Another tank they were to clean belonged to a 70-something gentleman back in the hills somewhere nearby. When they arrived, the driver noticed piles of dirt heaped everywhere. The man carried them around back to the septic tank. It was seven feet below soil line, a gaping cavern, and the man had dug it out by hand himself, filling and emptying five gallon buckets til the job was done. I couldn't imagine.
And then, there were septic horror stories of various flavors. Sorry, poor choice of terms. He told about one septic tank installer who regularly put them in backwards. There is a inlet and outlet side to the concrete bunker, the inlet being a couple of inches higher than the outlet to allow the tank to fill unimpeded by rising fluid levels.
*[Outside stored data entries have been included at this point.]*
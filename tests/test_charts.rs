mod utils;

use enso_report::{
    charts::{self, ChartSet, ChinaShapes},
    mask::Outline,
    render::chart_path,
    skill::{Hindcast, ObservedSeries},
    ClimateIndex, ForecastMonth, IndexExtractor, ReportConfig, ReportError,
};
use optional::some;
use std::{fs, path::Path};

fn assert_svg(path: &Path, needle: &str) {
    let contents = fs::read_to_string(path).unwrap();
    assert!(contents.starts_with("<svg"), "{} is not an SVG", path.display());
    assert!(
        contents.contains(needle),
        "{} does not contain {}",
        path.display(),
        needle
    );
}

#[test]
fn test_index_charts() {
    let dir = tempfile::tempdir().unwrap();
    let window = utils::window();
    let observed = utils::observed_dataset(window);
    let mme = utils::ocean_dataset(window, 0.0);
    let member = utils::ocean_dataset(window, 0.3);
    let ext = IndexExtractor::load(window, &observed, &mme, &[&member]).unwrap();

    let written = charts::index_charts(dir.path(), &ext, &ClimateIndex::NINO, "FGOALS-g3").unwrap();
    assert_eq!(written.len(), 4);
    assert_eq!(written[0], dir.path().join("nino34_2024_03.svg"));
    for path in &written {
        assert_svg(path, "FGOALS-g3");
    }

    let written =
        charts::index_charts(dir.path(), &ext, &ClimateIndex::CP_IOD, "FGOALS-g3").unwrap();
    let names: Vec<_> = written
        .iter()
        .map(|p| p.file_name().unwrap().to_string_lossy().into_owned())
        .collect();
    for name in ["emi_2024_03.svg", "wio_2024_03.svg", "eio_2024_03.svg", "dmi_2024_03.svg"] {
        assert!(names.iter().any(|n| n == name), "missing {}", name);
    }
}

#[test]
fn test_ssta_charts() {
    let dir = tempfile::tempdir().unwrap();
    let window = utils::window();
    let observed = utils::observed_dataset(window);
    let mme = utils::ocean_dataset(window, 0.0);

    let section = charts::ssta_evolution(dir.path(), window, &observed, &mme, "FGOALS-g3").unwrap();
    assert_svg(&section, "OBS");

    let global = charts::ssta_global(dir.path(), window, &mme, &utils::land()).unwrap();
    assert_eq!(global, chart_path(dir.path(), "ssta_global", utils::anchor()));
    assert_svg(&global, "202403-202405");
}

#[test]
fn test_atmosphere_charts() {
    let dir = tempfile::tempdir().unwrap();
    let window = utils::window();
    let land = utils::land();
    let coast = Outline::from_boundary(&land);
    let tibet = Outline::from_boundary(&utils::box_boundary(78.0, 103.0, 27.0, 38.0));

    let hgt = charts::hgt_uv(
        dir.path(),
        window,
        &utils::atmosphere_4d(window),
        &coast,
        &tibet,
    )
    .unwrap();
    assert_eq!(hgt.len(), 3);
    assert!(hgt[1].ends_with("hgtuv500_global_2024_03.svg"));

    let atm = utils::atmosphere_3d(window);
    let land_maps = charts::precip_temp_land(dir.path(), window, &atm, &land).unwrap();
    assert_eq!(land_maps.len(), 3);
    for path in &land_maps {
        assert_svg(path, "202412-202502");
    }

    let china = utils::china();
    let shapes = ChinaShapes {
        outline: Outline::from_boundary(&china),
        boundary: china,
        coast,
    };
    let china_maps = charts::precip_temp_china(dir.path(), window, &atm, &shapes).unwrap();
    assert_eq!(china_maps.len(), 2);
    assert!(china_maps[0].ends_with("precip_china_2024_03.svg"));
    assert_svg(&china_maps[1], "202405");
}

#[test]
fn test_skill_charts() {
    let dir = tempfile::tempdir().unwrap();
    let first = ForecastMonth::new(1990, 1).unwrap();

    let truth = |m: ForecastMonth| (m.months_until(first) as f64 * 0.7).sin();
    let observed = ObservedSeries::new((0..400).map(|i| {
        let m = first.offset(i);
        (m, truth(m))
    }));

    let starts: Vec<ForecastMonth> = (0..360).map(|i| first.offset(i)).collect();
    let values = starts
        .iter()
        .map(|&s| {
            (0..12)
                .map(|lead| some(truth(s.offset(lead)) + 0.05 * lead as f64))
                .collect()
        })
        .collect();
    let hindcast = Hindcast::new(starts, values).unwrap();

    let written = charts::skill_charts_from(dir.path(), &hindcast, &observed).unwrap();
    assert_eq!(written.len(), 2);
    assert_svg(&written[0], "RMSE");
    assert_svg(&written[1], "Jan");
}

#[test]
fn test_missing_inputs_reported() {
    let dir = tempfile::tempdir().unwrap();
    let mut config = ReportConfig::default();
    config.inputs.observed_sst = dir.path().join("absent.nc");
    config.output.pic_dir = dir.path().to_path_buf();

    match ChartSet::Nino.render(&config, utils::anchor()) {
        Err(ReportError::MissingFile(path)) => assert!(path.ends_with("absent.nc")),
        other => panic!("unexpected result: {:?}", other),
    }
    assert!(fs::read_dir(dir.path()).unwrap().next().is_none());
}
Makes sense. But apparently, this installer person often reverses them. You can imagine that, after a few years, these hapless homeowners are not going to be happy campers.
So, the deed is done. And as it turns out, just in time. We were at full pond. And now we're good for another five or six years of happy flushing, feeding untold billions of contented bacteria who live underground in the dark, immersed in a veritable feast. Sounds like win-win to me.
Comments
Ah, yes, a septic tank. Note to self: find out where septic tank actually is.
Posted by: Sean Pecor | March 17, 2006 6:24 AM
Thankfully, we are now on a "city" system, but I, too, remember septic tank horror. The last time we bought and lived in a rural home, the previous owner was kind enough to give us a map of the system, all calculated with distances and angles from the edge of the bathroom windown. Fine and dandy. It wasn't until five years later, when the tank had to be cleaned and we used that map to locate the trap hole, that we figured out the window had been moved three feet east when the house was remodeled.
Posted by: Gin | March 17, 2006 9:56 AM
When you find yours, Sean, come on over and find mine.